Task instructions:
Take every line from the entries below that includes the word "console" and copy it.
-------- Data to examine --------
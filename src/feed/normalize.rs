//! Mapping from a validated channel node into the normalized model.
//!
//! Normalization is pure and total: given any channel node it produces
//! a [`Podcast`], with every missing optional element becoming `None`.
//! All lookups go through the safe accessors on [`Node`], so there is
//! no failure path to contain — which is why the pipeline's error
//! taxonomy has no "normalize" variant.
//!
//! itunes-prefixed names are matched as literal tag strings, the same
//! way the feeds themselves are written. True namespace resolution is
//! deliberately not attempted.

use crate::feed::xml::Node;
use crate::model::{Episode, Podcast};

/// Extracts show metadata and the ordered episode list from a channel.
///
/// Channel-level single-valued fields use the first occurrence when a
/// sloppy feed repeats them. Categories and items keep document order;
/// both are empty (not absent) when the feed has none.
pub fn normalize(channel: &Node) -> Podcast {
    Podcast {
        title: channel.child_text("title"),
        subtitle: channel.child_text("itunes:subtitle"),
        description: channel.child_text("description"),
        author: channel.child_text("itunes:author"),
        image: channel.child_attr("itunes:image", "href"),
        link: channel.child_text("link"),
        categories: channel
            .children_named("itunes:category")
            .filter_map(|c| c.attr("text"))
            .map(str::to_owned)
            .collect(),
        episodes: channel.children_named("item").map(normalize_item).collect(),
    }
}

fn normalize_item(item: &Node) -> Episode {
    Episode {
        title: item.child_text("title"),
        subtitle: item.child_text("itunes:subtitle"),
        description: item.child_text("itunes:summary"),
        author: item.child_text("itunes:author"),
        image: item.child_attr("itunes:image", "href"),
        link: item.child_text("link"),
        duration: item.child_text("itunes:duration"),
        date: item.child_text("pubDate"),
        file_url: item.child_attr("enclosure", "url"),
        file_type: item.child_attr("enclosure", "type"),
    }
}

#[cfg(test)]
mod tests {
    use super::*;
    use crate::feed::{validate, xml};
    use pretty_assertions::assert_eq;
    use proptest::prelude::*;

    fn channel_of(doc: &str) -> Node {
        validate::channel(xml::parse(doc.as_bytes()).unwrap()).unwrap()
    }

    const FULL_FEED: &str = r#"<?xml version="1.0" encoding="UTF-8"?>
<rss version="2.0" xmlns:itunes="http://www.itunes.com/dtds/podcast-1.0.dtd">
  <channel>
    <title>Tech Weekly</title>
    <itunes:subtitle>A show about tech</itunes:subtitle>
    <description>Weekly technology news.</description>
    <itunes:author>Jane Host</itunes:author>
    <itunes:image href="http://cdn/cover.jpg"/>
    <link>http://techweekly.example</link>
    <itunes:category text="Technology"/>
    <itunes:category text="News"/>
    <item>
      <title>Episode 2</title>
      <itunes:subtitle>The second one</itunes:subtitle>
      <itunes:summary>All about parsers.</itunes:summary>
      <itunes:author>Jane Host</itunes:author>
      <itunes:image href="http://cdn/ep2.jpg"/>
      <link>http://techweekly.example/2</link>
      <itunes:duration>45:00</itunes:duration>
      <pubDate>Fri, 08 Mar 2024 10:00:00 GMT</pubDate>
      <enclosure url="http://cdn/ep2.mp3" type="audio/mpeg" length="1234"/>
    </item>
    <item>
      <title>Episode 1</title>
      <enclosure url="http://cdn/ep1.mp3" type="audio/mpeg"/>
    </item>
  </channel>
</rss>"#;

    #[test]
    fn test_full_feed_extraction() {
        let podcast = normalize(&channel_of(FULL_FEED));

        assert_eq!(podcast.title.as_deref(), Some("Tech Weekly"));
        assert_eq!(podcast.subtitle.as_deref(), Some("A show about tech"));
        assert_eq!(podcast.description.as_deref(), Some("Weekly technology news."));
        assert_eq!(podcast.author.as_deref(), Some("Jane Host"));
        assert_eq!(podcast.image.as_deref(), Some("http://cdn/cover.jpg"));
        assert_eq!(podcast.link.as_deref(), Some("http://techweekly.example"));
        assert_eq!(podcast.categories, vec!["Technology", "News"]);
        assert_eq!(podcast.episodes.len(), 2);

        let ep = &podcast.episodes[0];
        assert_eq!(ep.title.as_deref(), Some("Episode 2"));
        assert_eq!(ep.subtitle.as_deref(), Some("The second one"));
        assert_eq!(ep.description.as_deref(), Some("All about parsers."));
        assert_eq!(ep.author.as_deref(), Some("Jane Host"));
        assert_eq!(ep.image.as_deref(), Some("http://cdn/ep2.jpg"));
        assert_eq!(ep.link.as_deref(), Some("http://techweekly.example/2"));
        assert_eq!(ep.duration.as_deref(), Some("45:00"));
        assert_eq!(ep.date.as_deref(), Some("Fri, 08 Mar 2024 10:00:00 GMT"));
        assert_eq!(ep.file_url.as_deref(), Some("http://cdn/ep2.mp3"));
        assert_eq!(ep.file_type.as_deref(), Some("audio/mpeg"));
    }

    #[test]
    fn test_minimal_feed() {
        let podcast = normalize(&channel_of(
            r#"<rss><channel>
                 <title>Test Show</title>
                 <item><title>Ep 1</title><enclosure url="http://x/1.mp3"/></item>
               </channel></rss>"#,
        ));

        assert_eq!(podcast.title.as_deref(), Some("Test Show"));
        assert_eq!(podcast.subtitle, None);
        assert_eq!(podcast.description, None);
        assert_eq!(podcast.author, None);
        assert_eq!(podcast.image, None);
        assert_eq!(podcast.link, None);
        assert_eq!(podcast.categories, Vec::<String>::new());

        assert_eq!(podcast.episodes.len(), 1);
        let ep = &podcast.episodes[0];
        assert_eq!(ep.title.as_deref(), Some("Ep 1"));
        assert_eq!(ep.file_url.as_deref(), Some("http://x/1.mp3"));
        assert_eq!(ep.file_type, None);
        assert_eq!(ep.subtitle, None);
        assert_eq!(ep.duration, None);
        assert_eq!(ep.date, None);
    }

    #[test]
    fn test_empty_channel_yields_empty_collections() {
        let podcast = normalize(&channel_of("<rss><channel/></rss>"));
        assert_eq!(podcast, Podcast::default());
        assert!(podcast.categories.is_empty());
        assert!(podcast.episodes.is_empty());
    }

    #[test]
    fn test_episode_order_matches_document_order() {
        let podcast = normalize(&channel_of(
            r#"<rss><channel>
                 <item><title>c</title></item>
                 <item><title>a</title></item>
                 <item><title>b</title></item>
               </channel></rss>"#,
        ));
        let titles: Vec<_> = podcast
            .episodes
            .iter()
            .filter_map(|e| e.title.as_deref())
            .collect();
        assert_eq!(titles, vec!["c", "a", "b"]);
    }

    #[test]
    fn test_repeated_single_valued_field_uses_first() {
        let podcast = normalize(&channel_of(
            "<rss><channel><title>First</title><title>Second</title></channel></rss>",
        ));
        assert_eq!(podcast.title.as_deref(), Some("First"));
    }

    #[test]
    fn test_category_without_text_attribute_is_skipped() {
        let podcast = normalize(&channel_of(
            r#"<rss><channel>
                 <itunes:category text="Arts"/>
                 <itunes:category/>
                 <itunes:category text="Comedy"/>
               </channel></rss>"#,
        ));
        assert_eq!(podcast.categories, vec!["Arts", "Comedy"]);
    }

    #[test]
    fn test_idempotent_on_same_tree() {
        let channel = channel_of(FULL_FEED);
        assert_eq!(normalize(&channel), normalize(&channel));
    }

    // Arbitrary small trees for the totality property. Names are drawn
    // from a mix of real feed tags and junk so the extraction paths
    // actually get hit.
    fn arb_node() -> impl Strategy<Value = Node> {
        let name = prop_oneof![
            Just("title".to_string()),
            Just("item".to_string()),
            Just("itunes:image".to_string()),
            Just("itunes:category".to_string()),
            Just("enclosure".to_string()),
            "[a-z]{1,8}",
        ];
        let attrs = proptest::collection::hash_map("[a-z:]{1,6}", ".{0,12}", 0..3);
        let leaf = (name.clone(), attrs.clone(), proptest::option::of(".{0,16}")).prop_map(
            |(name, attributes, text)| Node {
                name,
                attributes,
                children: Vec::new(),
                text,
            },
        );
        leaf.prop_recursive(3, 24, 4, move |inner| {
            (
                name.clone(),
                attrs.clone(),
                proptest::collection::vec(inner, 0..4),
                proptest::option::of(".{0,16}"),
            )
                .prop_map(|(name, attributes, children, text)| Node {
                    name,
                    attributes,
                    children,
                    text,
                })
        })
    }

    proptest! {
        #[test]
        fn normalize_is_total_and_idempotent(channel in arb_node()) {
            let first = normalize(&channel);
            let second = normalize(&channel);
            prop_assert_eq!(first, second);
        }
    }
}
use anyhow::{Context, Result};
use chrono::Utc;
use clap::Parser;
use std::path::PathBuf;
use std::sync::atomic::{AtomicBool, Ordering};
use std::sync::Arc;
use tracing_subscriber::layer::SubscriberExt;
use tracing_subscriber::util::SubscriberInitExt;
use tracing_subscriber::EnvFilter;

use podshelf::feed::Fetcher;
use podshelf::{pipeline, Config, LogSink};

#[derive(Parser, Debug)]
#[command(name = "podshelf", about = "Ingest configured podcast feeds into a normalized catalogue")]
struct Args {
    /// Path to the TOML config file listing podcast sources
    #[arg(long, short, value_name = "FILE", default_value = "podshelf.toml")]
    config: PathBuf,

    /// Override the log directory from the config file
    #[arg(long, value_name = "DIR")]
    log_dir: Option<PathBuf>,
}

fn env_filter() -> EnvFilter {
    EnvFilter::try_from_default_env().unwrap_or_else(|_| EnvFilter::new("info"))
}

#[tokio::main]
async fn main() -> Result<()> {
    let args = Args::parse();

    // The log file location comes from the config, so config loading
    // runs under a scoped console-only subscriber; the full layered
    // subscriber takes over once the log directory is known.
    let config = {
        let console = tracing_subscriber::fmt().with_env_filter(env_filter()).finish();
        tracing::subscriber::with_default(console, || Config::load(&args.config))
    };
    let config = match config {
        Ok(config) => config,
        Err(e) => {
            eprintln!("Error: {}", e);
            eprintln!();
            eprintln!("podshelf needs a config file with at least one source, e.g.:");
            eprintln!();
            eprintln!("  [[sources]]");
            eprintln!("  name = \"Tech Weekly\"");
            eprintln!("  url = \"https://techweekly.example/feed.xml\"");
            std::process::exit(1);
        }
    };

    let log_dir = args.log_dir.unwrap_or_else(|| config.log_dir.clone());
    std::fs::create_dir_all(&log_dir)
        .with_context(|| format!("Failed to create log directory '{}'", log_dir.display()))?;

    // One log file per calendar day, alongside console output.
    let log_path = log_dir.join(format!("{}-podshelf.log", Utc::now().format("%Y-%m-%d")));
    let log_file = std::fs::OpenOptions::new()
        .create(true)
        .append(true)
        .open(&log_path)
        .with_context(|| format!("Failed to open log file '{}'", log_path.display()))?;

    tracing_subscriber::registry()
        .with(env_filter())
        .with(tracing_subscriber::fmt::layer())
        .with(
            tracing_subscriber::fmt::layer()
                .with_ansi(false)
                .with_writer(Arc::new(log_file)),
        )
        .init();

    // Stop flag for the orchestrator: Ctrl-C requests a halt, honored
    // between sources so an in-flight fetch finishes on its own terms.
    let stop = Arc::new(AtomicBool::new(false));
    {
        let stop = stop.clone();
        tokio::spawn(async move {
            if tokio::signal::ctrl_c().await.is_ok() {
                tracing::info!("Ctrl-C received, finishing current source then stopping");
                stop.store(true, Ordering::Relaxed);
            }
        });
    }

    let fetcher = Fetcher::new(reqwest::Client::new(), config.fetch_timeout());
    let mut sink = LogSink;

    tracing::info!(sources = config.sources.len(), "Starting ingestion batch");
    let outcomes = pipeline::run_batch(&fetcher, &config.sources, &mut sink, &stop).await;

    let succeeded = outcomes.iter().filter(|o| o.is_success()).count();
    let failed = outcomes.len() - succeeded;
    tracing::info!(succeeded, failed, "Batch complete");
    println!(
        "Processed {} source(s): {} succeeded, {} failed",
        outcomes.len(),
        succeeded,
        failed
    );

    Ok(())
}
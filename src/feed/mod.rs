//! Per-feed processing stages: retrieval, parsing, validation,
//! normalization.
//!
//! Each stage is a function returning a success/failure value; the
//! pipeline composes them with early return. The stages share nothing
//! across sources — a raw document and its tree live and die inside
//! one source's run.
//!
//! - [`fetcher`] - One bounded HTTP GET per source
//! - [`xml`] - Generic order-preserving tree over `quick-xml` events
//! - [`validate`] - Minimum `<rss><channel>` structure check
//! - [`normalize`] - Total mapping into the normalized model

pub mod fetcher;
pub mod normalize;
pub mod validate;
pub mod xml;

pub use fetcher::{FetchError, Fetcher, DEFAULT_FETCH_TIMEOUT};
pub use normalize::normalize;
pub use validate::StructureError;
pub use xml::{Node, XmlError};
--------
Completed task:
    // runs under a scoped console-only subscriber; the full layered
        let console = tracing_subscriber::fmt().with_env_filter(env_filter()).finish();
        tracing::subscriber::with_default(console, || Config::load(&args.config))
    // One log file per calendar day, alongside console output.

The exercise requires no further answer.